Air Date: Week of June 16, 1995
The House of Representatives has passed a rewrite of the Clean Water Act. Some interpret the new bill to include wetlands protection rollbacks and pollution control easements; others see it differently. The bill is now before the Senate, but some Senators feel the law has been too successful to change drastically, and is in need of only a slight tune-up. Lisa Wolfington has this report.
CURWOOD: This is Living on Earth. I'm Steve Curwood. It's the US Senate's move in the battle over the Clean Water Act, one of the major laws safeguarding the nation's health and environment. Earlier this spring, the House approved a radical overhaul, to the cheers of supporters who say municipalities, farmers, and industry need more leeway to meet clean water standards. Opponents, led in the Senate by Environment Committee Chair John Chafee of Rhode Island, say they don't think the Clean Water Act is broken, and they're in no hurry to fix it. But as Lisa Wolfington reports from Washington, a new compromise bill introduced by Democratic Senator Bennett Johnston of Louisiana has picked up important backers in both parties and both houses, and may force Senator Chafee to compromise.

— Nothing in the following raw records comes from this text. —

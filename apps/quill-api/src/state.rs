//! Application state - shared across all handlers.

use std::sync::Arc;

use quill_core::services::{AuthorService, PostService};
use quill_infra::{
    Argon2PasswordHasher, DbConn, DbErr, DbSession, JwtTokenCodec, SeaOrmAuthorRepository,
    SeaOrmPostRepository, SessionTransactionManager, connect,
};

use crate::config::AppConfig;

/// Shared application state: the connection pool and the stateless auth
/// implementations. Services are built per request so that each one runs on
/// its own session (one in-flight transaction per logical request).
#[derive(Clone)]
pub struct AppState {
    db: DbConn,
    pub tokens: Arc<JwtTokenCodec>,
    pub passwords: Arc<Argon2PasswordHasher>,
}

impl AppState {
    pub async fn new(config: &AppConfig) -> Result<Self, DbErr> {
        let db = connect(&config.database).await?;

        tracing::info!("Application state initialized");

        Ok(Self::with_connection(db))
    }

    /// Build state over an already established connection.
    pub fn with_connection(db: DbConn) -> Self {
        Self {
            db,
            tokens: Arc::new(JwtTokenCodec::from_env()),
            passwords: Arc::new(Argon2PasswordHasher::new()),
        }
    }

    /// Round-trip the connection pool. Used by the health endpoint.
    pub async fn database_reachable(&self) -> bool {
        if let Err(e) = self.db.ping().await {
            tracing::warn!(error = %e, "database ping failed");
            return false;
        }
        true
    }

    /// Author service over a fresh session.
    pub fn author_service(&self) -> AuthorService {
        let session = Arc::new(DbSession::new(self.db.clone()));
        AuthorService::new(
            Arc::new(SeaOrmAuthorRepository::new(session.clone())),
            Arc::new(SessionTransactionManager::new(session)),
        )
    }

    /// Post service over a fresh session.
    pub fn post_service(&self) -> PostService {
        let session = Arc::new(DbSession::new(self.db.clone()));
        PostService::new(
            Arc::new(SeaOrmPostRepository::new(session.clone())),
            Arc::new(SessionTransactionManager::new(session)),
        )
    }
}
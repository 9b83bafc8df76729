//! Error handling - RFC 7807 compliant responses.

use actix_web::{HttpResponse, ResponseError, http::StatusCode};
use quill_shared::ErrorResponse;
use std::fmt;

use quill_core::ports::TokenError;

/// Application-level error type that converts to RFC 7807 responses.
#[derive(Debug)]
pub enum AppError {
    NotFound(String),
    BadRequest(String),
    Unauthorized,
    Forbidden,
    Conflict(String),
    Internal(String),
    Token(TokenError),
}

impl fmt::Display for AppError {
    fn fmt(&self, f: &mut fmt::Formatter<'_>) -> fmt::Result {
        match self {
            AppError::NotFound(msg) => write!(f, "Not found: {}", msg),
            AppError::BadRequest(msg) => write!(f, "Bad request: {}", msg),
            AppError::Unauthorized => write!(f, "Unauthorized"),
            AppError::Forbidden => write!(f, "Forbidden"),
            AppError::Conflict(msg) => write!(f, "Conflict: {}", msg),
            AppError::Internal(msg) => write!(f, "Internal error: {}", msg),
            AppError::Token(err) => write!(f, "Token error: {}", err),
        }
    }
}

impl ResponseError for AppError {
    fn status_code(&self) -> StatusCode {
        match self {
            AppError::NotFound(_) => StatusCode::NOT_FOUND,
            AppError::BadRequest(_) => StatusCode::BAD_REQUEST,
            AppError::Unauthorized => StatusCode::UNAUTHORIZED,
            AppError::Forbidden => StatusCode::FORBIDDEN,
            AppError::Conflict(_) => StatusCode::CONFLICT,
            AppError::Internal(_) => StatusCode::INTERNAL_SERVER_ERROR,
            AppError::Token(_) => StatusCode::UNAUTHORIZED,
        }
    }

    fn error_response(&self) -> HttpResponse {
        let error = match self {
            AppError::NotFound(detail) => ErrorResponse::not_found(detail),
            AppError::BadRequest(detail) => ErrorResponse::bad_request(detail),
            AppError::Unauthorized => {
                ErrorResponse::authentication("Unauthorized", "Authentication required.")
            }
            AppError::Forbidden => ErrorResponse::forbidden(),
            AppError::Conflict(detail) => ErrorResponse::conflict(detail),
            AppError::Internal(detail) => {
                // Log internal errors; never leak the detail to clients
                tracing::error!("Internal error: {}", detail);
                ErrorResponse::internal_error()
            }
            // Token errors keep their distinct kind all the way out
            AppError::Token(TokenError::Expired) => {
                ErrorResponse::authentication("Token Expired", "The token has expired.")
            }
            AppError::Token(TokenError::WrongScope) => ErrorResponse::authentication(
                "Wrong Token Scope",
                "The token's scope does not fit this operation.",
            ),
            AppError::Token(TokenError::Invalid(msg)) => {
                ErrorResponse::authentication("Invalid Token", msg.clone())
            }
        };

        HttpResponse::build(self.status_code()).json(error)
    }
}

// Conversion from domain errors
impl From<quill_core::error::DomainError> for AppError {
    fn from(err: quill_core::error::DomainError) -> Self {
        match err {
            quill_core::error::DomainError::NotFound { entity_type, id } => {
                AppError::NotFound(format!("{} with id {} not found", entity_type, id))
            }
            quill_core::error::DomainError::Validation(msg) => AppError::BadRequest(msg),
            quill_core::error::DomainError::Duplicate(msg) => AppError::Conflict(msg),
            quill_core::error::DomainError::Unauthorized => AppError::Unauthorized,
            quill_core::error::DomainError::Forbidden => AppError::Forbidden,
            quill_core::error::DomainError::Internal(msg) => AppError::Internal(msg),
        }
    }
}

impl From<TokenError> for AppError {
    fn from(err: TokenError) -> Self {
        AppError::Token(err)
    }
}

/// Result type alias for handlers.
pub type AppResult<T> = Result<T, AppError>;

WOLFINGTON: The new Senate bill retains parts of the House measure environmentalists object to most strenuously: rolling back wetlands protections and easing pollution controls. But J. Bennett Johnston, a Louisiana Democrat who drafted the measure, has dropped the bill's budget busting takings provision. That would have required the federal government to compensate landowners when regulation changed the value of their property. Johnston's bill has met with the approval of representative Jimmy Hayes, a Democrat also from Louisiana who drafted the House bill. Hayes thinks it will boost the legislation's chances of passing.
HAYES: Well, you have Senator Dole, and you have Trent Blott, who are co-sponsors of what is very close to a companion bill. They do like it. Perhaps America ought to have it put to a vote instead of one person in one committee blocking it.
WOLFINGTON: In both houses, it's been Democrats who introduced the legislation to reform the Act: in effect, carrying water for Conservative Republicans. And even though Hayes's bill passed the House, it did not win approval of everyone in the Republican leadership. New York Congressman Sherwood Boehlert, Chair of the Water Resources and Environment Subcommittee, says the new version of the Clean Water Bill is a retreat from more than 2 decades of remarkable progress in cleaning up the nation's waterways and protecting its wetlands.
BOEHLERT: It just, in my estimation, moves in the wrong direction. The good news is this: we had 185 votes for my position in the house, which strengthens the hand of my ally, Senator John Chafee in the Senate. And if he is not successful in fashioning something that's better than the House bill, then the President can veto it knowing that that veto will be sustained.
WOLFINGTON: In the Senate, Rhode Island's John Chafee is standing firm in his commitment to the Clean Water Act, and applauded President Clinton's recent vow to veto any major changes to it.
CHAFEE: First I want to say the existing law is a pretty good law. It's served this country well. It's resulted in cleaning up our rivers and lakes and streams so that we now have two-thirds of them in the country have obtained the goal of fishable and swimmable. And when you've got a good law like that there's no need to make dramatic changes in it.
WOLFINGTON: Chafee insists that only minor adjustments are needed. He has put the Safe Drinking Water Act and the Endangered Species Act at the top of his legislative agenda. But as more and more powerful conservative senators line up behind the new bill, it may become harder for Chafee not to take some action on it. For Living on Earth, I'm Lisa Wolfington in Washington.